Posted: Jun 14th, '17, 11:29
by PeterPalmieri
So I have these half round stainless caps. The way they were built they tend to not have anything for the screws to grab too. It looks like at some point they were calked and then the seal was broken when the de k needed to be removed.

Wondering if I can caulk them to a finished look at not put the half rounds back. Or caulk the seams so the screws have something to grab onto. I'm really not sure how to move forward. A picture of one removed and the other in place.

http://i655.photobucket.com/albums/uu28 ... 6smltx.jpg

http://i655.photobucket.com/albums/uu28 ... rxxwtm.jpg

Re: Team deck seams

Posted: Jun 14th, '17, 12:12
by Carl
Or use longer screws to hit the beams the two deck panels are resting on.

I'd also caulk seams to prevent water from sitting in there...but caulk by itself won't hold a screw well on its own. Been there done that and really hurt those toes that caught screw backing out. I still have no idea why screws back off/out...I'd think they'd get stuck in place...if not stuck gravity would hold 'em down...but nope, screws unscrew and catch toes.
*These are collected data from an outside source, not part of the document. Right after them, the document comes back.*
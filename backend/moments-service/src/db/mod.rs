/// Database access layer
///
/// - `pool`: connection pool creation and migrations
/// - `post_repo`: post storage and its transactional unit of work
/// - `user_repo`: acting user lookup
pub mod pool;
pub mod post_repo;
pub mod user_repo;

pub use pool::{create_pool, migrate};
pub use post_repo::{PgPostRepository, PostRepository, PostTransaction};
pub use user_repo::{PgUserRepository, UserRepository};
/// Multipart form parsing for post create/edit requests
///
/// Create reads `familyId`, `content` and repeated `imgs` files. Edit reads an
/// optional `content` and per-slot files `img1`..`img4`.
use crate::error::{AppError, Result};
use crate::models::{CreatePostRequest, EditPostRequest, MAX_IMAGES};
use actix_multipart::Multipart;
use futures_util::stream::StreamExt;
use image_store::ImagePayload;

#[derive(Debug, Default)]
pub struct PostForm {
    pub family_id: Option<i64>,
    pub content: Option<String>,
    /// `imgs` parts in the order they were sent
    pub images: Vec<ImagePayload>,
    /// `img1`..`img4` parts, by slot
    pub slots: [Option<ImagePayload>; MAX_IMAGES],
}

impl PostForm {
    pub fn into_create_request(self) -> Result<CreatePostRequest> {
        let family_id = self
            .family_id
            .ok_or_else(|| AppError::BadRequest("familyId is required".into()))?;
        let content = self
            .content
            .ok_or_else(|| AppError::BadRequest("content is required".into()))?;

        Ok(CreatePostRequest {
            family_id,
            content,
            images: self.images,
        })
    }

    pub fn into_edit_request(self) -> EditPostRequest {
        EditPostRequest {
            content: self.content,
            images: self.slots.into_iter().collect(),
        }
    }
}

/// Parts accepted in a single form before the request is rejected
pub const MAX_FORM_PARTS: usize = 16;

/// What to do with a part, decided from its name before any bytes are read
enum PartTarget {
    FamilyId,
    Content,
    Image,
    Slot(usize),
    Skip,
}

/// Drain the multipart stream into a `PostForm`.
///
/// Each part is capped at `max_part_bytes` and buffered image bytes at
/// `MAX_IMAGES * max_part_bytes`. `imgs` parts past the fourth and unknown
/// fields are drained without being kept.
pub async fn read_post_form(mut payload: Multipart, max_part_bytes: usize) -> Result<PostForm> {
    let mut form = PostForm::default();
    let max_image_total = MAX_IMAGES * max_part_bytes;
    let mut image_total = 0usize;
    let mut parts = 0usize;

    while let Some(field) = payload.next().await {
        let mut field =
            field.map_err(|e| AppError::BadRequest(format!("Multipart error: {}", e)))?;

        parts += 1;
        if parts > MAX_FORM_PARTS {
            return Err(AppError::BadRequest(format!(
                "Form has more than {} parts",
                MAX_FORM_PARTS
            )));
        }

        let name = field.name().unwrap_or_default().to_string();
        let target = match name.as_str() {
            "familyId" => PartTarget::FamilyId,
            "content" => PartTarget::Content,
            "imgs" if form.images.len() < MAX_IMAGES => PartTarget::Image,
            other => image_slot(other).map_or(PartTarget::Skip, PartTarget::Slot),
        };

        if let PartTarget::Skip = target {
            while let Some(chunk) = field.next().await {
                chunk.map_err(|e| AppError::BadRequest(format!("Multipart read error: {}", e)))?;
            }
            continue;
        }

        let file_name = field
            .content_disposition()
            .and_then(|cd| cd.get_filename())
            .map(str::to_string);
        let content_type = field.content_type().map(|mime| mime.to_string());
        let is_image = matches!(target, PartTarget::Image | PartTarget::Slot(_));

        let mut data = Vec::new();
        while let Some(chunk) = field.next().await {
            let chunk =
                chunk.map_err(|e| AppError::BadRequest(format!("Multipart read error: {}", e)))?;
            if data.len() + chunk.len() > max_part_bytes {
                return Err(AppError::BadRequest(format!(
                    "Part '{}' exceeds {} bytes",
                    name, max_part_bytes
                )));
            }
            if is_image {
                image_total += chunk.len();
                if image_total > max_image_total {
                    return Err(AppError::BadRequest(format!(
                        "Images exceed {} bytes in total",
                        max_image_total
                    )));
                }
            }
            data.extend_from_slice(&chunk);
        }

        match target {
            PartTarget::FamilyId => {
                let text = text_value(&name, data)?;
                let family_id = text.trim().parse().map_err(|_| {
                    AppError::BadRequest(format!("familyId '{}' is not a number", text))
                })?;
                form.family_id = Some(family_id);
            }
            PartTarget::Content => form.content = Some(text_value(&name, data)?),
            PartTarget::Image => {
                if let Some(image) = image_value(file_name, content_type, data) {
                    form.images.push(image);
                }
            }
            PartTarget::Slot(slot) => {
                form.slots[slot] = image_value(file_name, content_type, data);
            }
            PartTarget::Skip => {}
        }
    }

    Ok(form)
}

fn text_value(name: &str, data: Vec<u8>) -> Result<String> {
    String::from_utf8(data).map_err(|_| AppError::BadRequest(format!("{} must be UTF-8", name)))
}

/// Browsers send an empty part for an unselected file input; that is not an image.
fn image_value(
    file_name: Option<String>,
    content_type: Option<String>,
    data: Vec<u8>,
) -> Option<ImagePayload> {
    if data.is_empty() {
        return None;
    }

    Some(ImagePayload::new(
        file_name.unwrap_or_else(|| "image".to_string()),
        content_type.unwrap_or_else(|| "application/octet-stream".to_string()),
        data,
    ))
}

/// `img1`..`img4` to slot 0..3
fn image_slot(field_name: &str) -> Option<usize> {
    field_name
        .strip_prefix("img")
        .and_then(|n| n.parse::<usize>().ok())
        .filter(|n| (1..=MAX_IMAGES).contains(n))
        .map(|n| n - 1)
}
If those seems were even with others, I'd clean'm out to fill seams with West System black graphite epoxy.

Re: Team deck seams

Posted: Jun 14th, '17, 18:11
by Raybo Marine NY
first try longer screws, if they dont grab and when you remove the trim nothing is moving around tape it off and use boatlife teak deck sealant

flat trim would be better but half round stainless insert is easier to come by probably why they used it

Re: Team deck seams

Posted: Jun 15th, '17, 08:26
by PeterPalmieri
If I go with longer screws they'll likely need to be 3 to 4". If I go the route of finished teak deck sealant. I'd likely need to insert some 1/8 or 1/4" foam tubing so the sealant doesn't drip down and sag. Any problem with that?